RECORDS SUPPLIED
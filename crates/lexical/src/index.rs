use std::collections::HashMap;

use serde::Serialize;

use crate::dict::TermDictionary;
use crate::error::{LexicalError, LexicalResult};
use crate::tokenize::tokenize;

const MAX_HIGHLIGHTS: usize = 3;
const SNIPPET_RADIUS: usize = 40;

struct DocEntry {
    text: String,
    term_counts: HashMap<u32, u32>,
    max_count: u32,
    seq: u64,
}

#[derive(Debug, Clone, Serialize)]
pub struct ScoredHit {
    pub id: String,
    pub score: f64,
    pub highlights: Vec<String>,
}

#[derive(Debug, Clone, Default)]
pub struct LexicalStats {
    pub document_count: usize,
    pub vocabulary_size: usize,
}

/// TF-IDF index over catalog element text.
///
/// IDF is recomputed lazily on the next read (`search`/`find_similar`) after
/// any `add`/`remove`, never eagerly inside the mutator — this satisfies
/// "implementations may batch rebuilds but must guarantee a rebuilt IDF is
/// visible before the next search returns" without paying the O(vocabulary)
/// cost on every single mutation in a bulk-load loop.
pub struct TfidfIndex {
    documents: HashMap<String, DocEntry>,
    df: HashMap<u32, usize>,
    idf: HashMap<u32, f64>,
    dict: TermDictionary,
    dirty: bool,
    next_seq: u64,
}

impl Default for TfidfIndex {
    fn default() -> Self {
        Self::new()
    }
}

impl TfidfIndex {
    pub fn new() -> Self {
        Self {
            documents: HashMap::new(),
            df: HashMap::new(),
            idf: HashMap::new(),
            dict: TermDictionary::new(),
            dirty: false,
            next_seq: 0,
        }
    }

    pub fn add(&mut self, id: &str, text: &str) -> LexicalResult<()> {
        if self.documents.contains_key(id) {
            return Err(LexicalError::AlreadyExists(id.to_string()));
        }
        let tokens = tokenize(text);
        let mut term_counts: HashMap<u32, u32> = HashMap::new();
        for token in &tokens {
            let term_id = self.dict.intern(token);
            *term_counts.entry(term_id).or_insert(0) += 1;
        }
        let max_count = term_counts.values().copied().max().unwrap_or(0);

        for term_id in term_counts.keys() {
            *self.df.entry(*term_id).or_insert(0) += 1;
        }

        let seq = self.next_seq;
        self.next_seq += 1;
        self.documents.insert(
            id.to_string(),
            DocEntry {
                text: text.to_string(),
                term_counts,
                max_count,
                seq,
            },
        );
        self.dirty = true;
        Ok(())
    }

    pub fn remove(&mut self, id: &str) -> LexicalResult<()> {
        let entry = self
            .documents
            .remove(id)
            .ok_or_else(|| LexicalError::NotFound(id.to_string()))?;
        for term_id in entry.term_counts.keys() {
            if let Some(count) = self.df.get_mut(term_id) {
                *count = count.saturating_sub(1);
                if *count == 0 {
                    self.df.remove(term_id);
                }
            }
        }
        self.dirty = true;
        Ok(())
    }

    fn ensure_fresh(&mut self) {
        if !self.dirty {
            return;
        }
        let n = self.documents.len() as f64;
        self.idf.clear();
        if n > 0.0 {
            for (&term_id, &df) in &self.df {
                self.idf.insert(term_id, (n / df as f64).ln());
            }
        }
        // Dictionary is kept compacted alongside the IDF rebuild so query-side
        // term lookups (`term_id_for`) resolve against the fst, not the
        // mutable BTreeMap used during ingestion.
        let _ = self.dict.rebuild();
        self.dirty = false;
    }

    /// Resolves a query token to its dense term id via the compacted `fst`
    /// dictionary. A token never seen during ingestion has no id and
    /// therefore cannot match any document.
    fn term_id_for(&self, token: &str) -> Option<u32> {
        self.dict.lookup_compact(token).map(|id| id as u32)
    }

    fn tfidf_vector(&self, term_counts: &HashMap<u32, u32>, max_count: u32) -> HashMap<u32, f64> {
        if max_count == 0 {
            return HashMap::new();
        }
        term_counts
            .iter()
            .filter_map(|(&term_id, &count)| {
                let idf = *self.idf.get(&term_id)?;
                let tf = count as f64 / max_count as f64;
                Some((term_id, tf * idf))
            })
            .collect()
    }

    fn cosine(a: &HashMap<u32, f64>, b: &HashMap<u32, f64>) -> f64 {
        let (smaller, larger) = if a.len() <= b.len() { (a, b) } else { (b, a) };
        let numerator: f64 = smaller
            .iter()
            .filter_map(|(term, &va)| larger.get(term).map(|&vb| va * vb))
            .sum();
        let norm_a: f64 = a.values().map(|v| v * v).sum::<f64>().sqrt();
        let norm_b: f64 = b.values().map(|v| v * v).sum::<f64>().sqrt();
        if norm_a == 0.0 || norm_b == 0.0 {
            return 0.0;
        }
        numerator / (norm_a * norm_b)
    }

    fn highlights(text: &str, query_tokens: &[String]) -> Vec<String> {
        let lower = text.to_lowercase();
        let mut snippets = Vec::new();
        let mut search_from = 0usize;
        while snippets.len() < MAX_HIGHLIGHTS && search_from < lower.len() {
            let Some(rel_pos) = query_tokens
                .iter()
                .filter_map(|t| lower[search_from..].find(t.as_str()))
                .min()
            else {
                break;
            };
            let pos = search_from + rel_pos;
            let start = lower[..pos]
                .char_indices()
                .rev()
                .take(SNIPPET_RADIUS)
                .last()
                .map(|(i, _)| i)
                .unwrap_or(0);
            let end = lower[pos..]
                .char_indices()
                .take(SNIPPET_RADIUS)
                .last()
                .map(|(i, c)| pos + i + c.len_utf8())
                .unwrap_or(lower.len());
            snippets.push(text[start..end].trim().to_string());
            search_from = end.max(pos + 1);
        }
        snippets
    }

    /// Ranked search: cosine similarity over the tf·idf space, descending
    /// score, ties broken by insertion order. Empty query or empty index
    /// returns an empty result.
    pub fn search(&mut self, query: &str, limit: usize) -> Vec<ScoredHit> {
        if self.documents.is_empty() {
            return Vec::new();
        }
        let query_tokens = tokenize(query);
        if query_tokens.is_empty() {
            return Vec::new();
        }
        self.ensure_fresh();

        let mut query_counts: HashMap<u32, u32> = HashMap::new();
        for token in &query_tokens {
            if let Some(term_id) = self.term_id_for(token) {
                *query_counts.entry(term_id).or_insert(0) += 1;
            }
        }
        let query_max = query_counts.values().copied().max().unwrap_or(0);
        let query_vec = self.tfidf_vector(&query_counts, query_max);

        let mut scored: Vec<(String, f64, u64)> = self
            .documents
            .iter()
            .map(|(id, entry)| {
                let doc_vec = self.tfidf_vector(&entry.term_counts, entry.max_count);
                let score = Self::cosine(&query_vec, &doc_vec);
                (id.clone(), score, entry.seq)
            })
            .filter(|(_, score, _)| *score > 0.0)
            .collect();

        scored.sort_by(|a, b| {
            b.1.partial_cmp(&a.1)
                .unwrap_or(std::cmp::Ordering::Equal)
                .then(a.2.cmp(&b.2))
        });

        scored
            .into_iter()
            .take(limit)
            .map(|(id, score, _)| {
                let highlights = self
                    .documents
                    .get(&id)
                    .map(|entry| Self::highlights(&entry.text, &query_tokens))
                    .unwrap_or_default();
                ScoredHit {
                    id,
                    score,
                    highlights,
                }
            })
            .collect()
    }

    /// Documents most similar to `id`'s own tf·idf vector, excluding `id`.
    pub fn find_similar(&mut self, id: &str, limit: usize) -> LexicalResult<Vec<ScoredHit>> {
        if !self.documents.contains_key(id) {
            return Err(LexicalError::NotFound(id.to_string()));
        }
        self.ensure_fresh();

        let target = self.documents.get(id).unwrap();
        let target_vec = self.tfidf_vector(&target.term_counts, target.max_count);

        let mut scored: Vec<(String, f64, u64)> = self
            .documents
            .iter()
            .filter(|(other_id, _)| other_id.as_str() != id)
            .map(|(other_id, entry)| {
                let other_vec = self.tfidf_vector(&entry.term_counts, entry.max_count);
                let score = Self::cosine(&target_vec, &other_vec);
                (other_id.clone(), score, entry.seq)
            })
            .filter(|(_, score, _)| *score > 0.0)
            .collect();

        scored.sort_by(|a, b| {
            b.1.partial_cmp(&a.1)
                .unwrap_or(std::cmp::Ordering::Equal)
                .then(a.2.cmp(&b.2))
        });

        Ok(scored
            .into_iter()
            .take(limit)
            .map(|(id, score, _)| ScoredHit {
                id,
                score,
                highlights: Vec::new(),
            })
            .collect())
    }

    pub fn stats(&self) -> LexicalStats {
        LexicalStats {
            document_count: self.documents.len(),
            vocabulary_size: self.dict.len(),
        }
    }
}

THE PROBLEM
Within the listing above, locate the line containing "let numerator: f64 = smaller" and the line containing "let mut search_from = 0usize;". Reproduce those two lines and all lines between them exactly, with nothing added.

ANSWER TO THIS EXERCISE
        let numerator: f64 = smaller
            .iter()
            .filter_map(|(term, &va)| larger.get(term).map(|&vb| va * vb))
            .sum();
        let norm_a: f64 = a.values().map(|v| v * v).sum::<f64>().sqrt();
        let norm_b: f64 = b.values().map(|v| v * v).sum::<f64>().sqrt();
        if norm_a == 0.0 || norm_b == 0.0 {
            return 0.0;
        }
        numerator / (norm_a * norm_b)
    }

    fn highlights(text: &str, query_tokens: &[String]) -> Vec<String> {
        let lower = text.to_lowercase();
        let mut snippets = Vec::new();
        let mut search_from = 0usize;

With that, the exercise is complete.